About this exercise:
Could you return every record below without changing a word?

Data supplied:

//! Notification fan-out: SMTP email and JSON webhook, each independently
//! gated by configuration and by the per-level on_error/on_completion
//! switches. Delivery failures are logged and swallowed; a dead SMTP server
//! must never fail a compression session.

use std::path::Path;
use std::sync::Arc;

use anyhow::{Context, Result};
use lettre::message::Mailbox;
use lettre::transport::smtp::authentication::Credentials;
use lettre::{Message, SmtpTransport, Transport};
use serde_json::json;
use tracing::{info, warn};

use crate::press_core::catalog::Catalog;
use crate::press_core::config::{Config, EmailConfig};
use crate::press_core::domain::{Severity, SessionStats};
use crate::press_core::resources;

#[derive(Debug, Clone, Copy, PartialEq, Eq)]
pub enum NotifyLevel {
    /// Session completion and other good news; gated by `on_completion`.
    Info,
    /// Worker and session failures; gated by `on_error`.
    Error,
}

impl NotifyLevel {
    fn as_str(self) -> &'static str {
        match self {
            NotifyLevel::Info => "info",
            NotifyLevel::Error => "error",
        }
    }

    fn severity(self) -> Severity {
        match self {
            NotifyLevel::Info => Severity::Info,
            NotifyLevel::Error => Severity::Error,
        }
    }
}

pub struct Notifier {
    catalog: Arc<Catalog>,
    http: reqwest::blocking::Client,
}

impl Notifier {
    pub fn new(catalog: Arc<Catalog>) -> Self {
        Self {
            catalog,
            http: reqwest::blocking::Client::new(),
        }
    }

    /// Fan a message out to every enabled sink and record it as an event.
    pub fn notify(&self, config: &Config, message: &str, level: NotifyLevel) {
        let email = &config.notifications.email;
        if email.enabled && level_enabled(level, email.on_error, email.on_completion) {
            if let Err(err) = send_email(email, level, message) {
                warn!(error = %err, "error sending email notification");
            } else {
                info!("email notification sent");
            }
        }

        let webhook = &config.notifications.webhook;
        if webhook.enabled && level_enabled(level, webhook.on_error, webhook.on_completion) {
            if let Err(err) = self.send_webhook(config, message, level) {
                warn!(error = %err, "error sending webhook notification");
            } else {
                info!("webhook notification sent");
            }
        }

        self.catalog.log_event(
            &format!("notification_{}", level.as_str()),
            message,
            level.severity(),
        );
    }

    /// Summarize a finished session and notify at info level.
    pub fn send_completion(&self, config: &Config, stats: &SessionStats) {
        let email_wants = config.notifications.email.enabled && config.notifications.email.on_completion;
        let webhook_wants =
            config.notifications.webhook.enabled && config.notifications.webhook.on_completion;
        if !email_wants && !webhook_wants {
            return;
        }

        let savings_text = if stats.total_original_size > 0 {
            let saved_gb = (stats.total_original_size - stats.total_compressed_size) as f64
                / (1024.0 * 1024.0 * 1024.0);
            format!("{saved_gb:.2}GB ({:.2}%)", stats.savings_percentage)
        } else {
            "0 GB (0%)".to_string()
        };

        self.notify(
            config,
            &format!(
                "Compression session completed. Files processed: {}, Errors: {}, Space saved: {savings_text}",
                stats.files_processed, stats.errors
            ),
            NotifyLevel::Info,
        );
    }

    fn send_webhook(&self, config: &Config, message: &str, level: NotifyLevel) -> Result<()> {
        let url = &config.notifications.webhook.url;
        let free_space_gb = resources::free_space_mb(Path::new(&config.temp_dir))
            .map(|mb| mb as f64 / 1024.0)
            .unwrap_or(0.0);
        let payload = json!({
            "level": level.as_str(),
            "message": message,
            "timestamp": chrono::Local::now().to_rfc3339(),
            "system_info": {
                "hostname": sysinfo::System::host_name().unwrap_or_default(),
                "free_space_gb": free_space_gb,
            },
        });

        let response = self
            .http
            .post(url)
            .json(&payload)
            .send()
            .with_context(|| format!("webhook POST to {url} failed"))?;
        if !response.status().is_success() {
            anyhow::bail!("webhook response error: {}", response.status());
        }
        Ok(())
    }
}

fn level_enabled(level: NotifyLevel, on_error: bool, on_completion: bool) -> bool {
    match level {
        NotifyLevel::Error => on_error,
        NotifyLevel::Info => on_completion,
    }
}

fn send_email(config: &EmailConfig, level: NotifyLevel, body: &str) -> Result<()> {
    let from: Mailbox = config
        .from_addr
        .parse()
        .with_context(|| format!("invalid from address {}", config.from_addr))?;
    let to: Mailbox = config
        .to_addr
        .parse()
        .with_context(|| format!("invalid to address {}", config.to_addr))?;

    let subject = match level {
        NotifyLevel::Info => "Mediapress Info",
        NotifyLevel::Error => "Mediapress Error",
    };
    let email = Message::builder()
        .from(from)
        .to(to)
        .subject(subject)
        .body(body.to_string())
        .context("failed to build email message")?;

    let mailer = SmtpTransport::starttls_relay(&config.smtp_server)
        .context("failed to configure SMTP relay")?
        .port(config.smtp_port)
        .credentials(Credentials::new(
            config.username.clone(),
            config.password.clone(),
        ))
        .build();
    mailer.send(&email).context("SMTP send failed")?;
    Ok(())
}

Task answer:
//! Notification fan-out: SMTP email and JSON webhook, each independently
//! gated by configuration and by the per-level on_error/on_completion
//! switches. Delivery failures are logged and swallowed; a dead SMTP server
//! must never fail a compression session.

use std::path::Path;
use std::sync::Arc;

use anyhow::{Context, Result};
use lettre::message::Mailbox;
use lettre::transport::smtp::authentication::Credentials;
use lettre::{Message, SmtpTransport, Transport};
use serde_json::json;
use tracing::{info, warn};

use crate::press_core::catalog::Catalog;
use crate::press_core::config::{Config, EmailConfig};
use crate::press_core::domain::{Severity, SessionStats};
use crate::press_core::resources;

#[derive(Debug, Clone, Copy, PartialEq, Eq)]
pub enum NotifyLevel {
    /// Session completion and other good news; gated by `on_completion`.
    Info,
    /// Worker and session failures; gated by `on_error`.
    Error,
}

impl NotifyLevel {
    fn as_str(self) -> &'static str {
        match self {
            NotifyLevel::Info => "info",
            NotifyLevel::Error => "error",
        }
    }

    fn severity(self) -> Severity {
        match self {
            NotifyLevel::Info => Severity::Info,
            NotifyLevel::Error => Severity::Error,
        }
    }
}

pub struct Notifier {
    catalog: Arc<Catalog>,
    http: reqwest::blocking::Client,
}

impl Notifier {
    pub fn new(catalog: Arc<Catalog>) -> Self {
        Self {
            catalog,
            http: reqwest::blocking::Client::new(),
        }
    }

    /// Fan a message out to every enabled sink and record it as an event.
    pub fn notify(&self, config: &Config, message: &str, level: NotifyLevel) {
        let email = &config.notifications.email;
        if email.enabled && level_enabled(level, email.on_error, email.on_completion) {
            if let Err(err) = send_email(email, level, message) {
                warn!(error = %err, "error sending email notification");
            } else {
                info!("email notification sent");
            }
        }

        let webhook = &config.notifications.webhook;
        if webhook.enabled && level_enabled(level, webhook.on_error, webhook.on_completion) {
            if let Err(err) = self.send_webhook(config, message, level) {
                warn!(error = %err, "error sending webhook notification");
            } else {
                info!("webhook notification sent");
            }
        }

        self.catalog.log_event(
            &format!("notification_{}", level.as_str()),
            message,
            level.severity(),
        );
    }

    /// Summarize a finished session and notify at info level.
    pub fn send_completion(&self, config: &Config, stats: &SessionStats) {
        let email_wants = config.notifications.email.enabled && config.notifications.email.on_completion;
        let webhook_wants =
            config.notifications.webhook.enabled && config.notifications.webhook.on_completion;
        if !email_wants && !webhook_wants {
            return;
        }

        let savings_text = if stats.total_original_size > 0 {
            let saved_gb = (stats.total_original_size - stats.total_compressed_size) as f64
                / (1024.0 * 1024.0 * 1024.0);
            format!("{saved_gb:.2}GB ({:.2}%)", stats.savings_percentage)
        } else {
            "0 GB (0%)".to_string()
        };

        self.notify(
            config,
            &format!(
                "Compression session completed. Files processed: {}, Errors: {}, Space saved: {savings_text}",
                stats.files_processed, stats.errors
            ),
            NotifyLevel::Info,
        );
    }

    fn send_webhook(&self, config: &Config, message: &str, level: NotifyLevel) -> Result<()> {
        let url = &config.notifications.webhook.url;
        let free_space_gb = resources::free_space_mb(Path::new(&config.temp_dir))
            .map(|mb| mb as f64 / 1024.0)
            .unwrap_or(0.0);
        let payload = json!({
            "level": level.as_str(),
            "message": message,
            "timestamp": chrono::Local::now().to_rfc3339(),
            "system_info": {
                "hostname": sysinfo::System::host_name().unwrap_or_default(),
                "free_space_gb": free_space_gb,
            },
        });

        let response = self
            .http
            .post(url)
            .json(&payload)
            .send()
            .with_context(|| format!("webhook POST to {url} failed"))?;
        if !response.status().is_success() {
            anyhow::bail!("webhook response error: {}", response.status());
        }
        Ok(())
    }
}

fn level_enabled(level: NotifyLevel, on_error: bool, on_completion: bool) -> bool {
    match level {
        NotifyLevel::Error => on_error,
        NotifyLevel::Info => on_completion,
    }
}

fn send_email(config: &EmailConfig, level: NotifyLevel, body: &str) -> Result<()> {
    let from: Mailbox = config
        .from_addr
        .parse()
        .with_context(|| format!("invalid from address {}", config.from_addr))?;
    let to: Mailbox = config
        .to_addr
        .parse()
        .with_context(|| format!("invalid to address {}", config.to_addr))?;

    let subject = match level {
        NotifyLevel::Info => "Mediapress Info",
        NotifyLevel::Error => "Mediapress Error",
    };
    let email = Message::builder()
        .from(from)
        .to(to)
        .subject(subject)
        .body(body.to_string())
        .context("failed to build email message")?;

    let mailer = SmtpTransport::starttls_relay(&config.smtp_server)
        .context("failed to configure SMTP relay")?
        .port(config.smtp_port)
        .credentials(Credentials::new(
            config.username.clone(),
            config.password.clone(),
        ))
        .build();
    mailer.send(&email).context("SMTP send failed")?;
    Ok(())
}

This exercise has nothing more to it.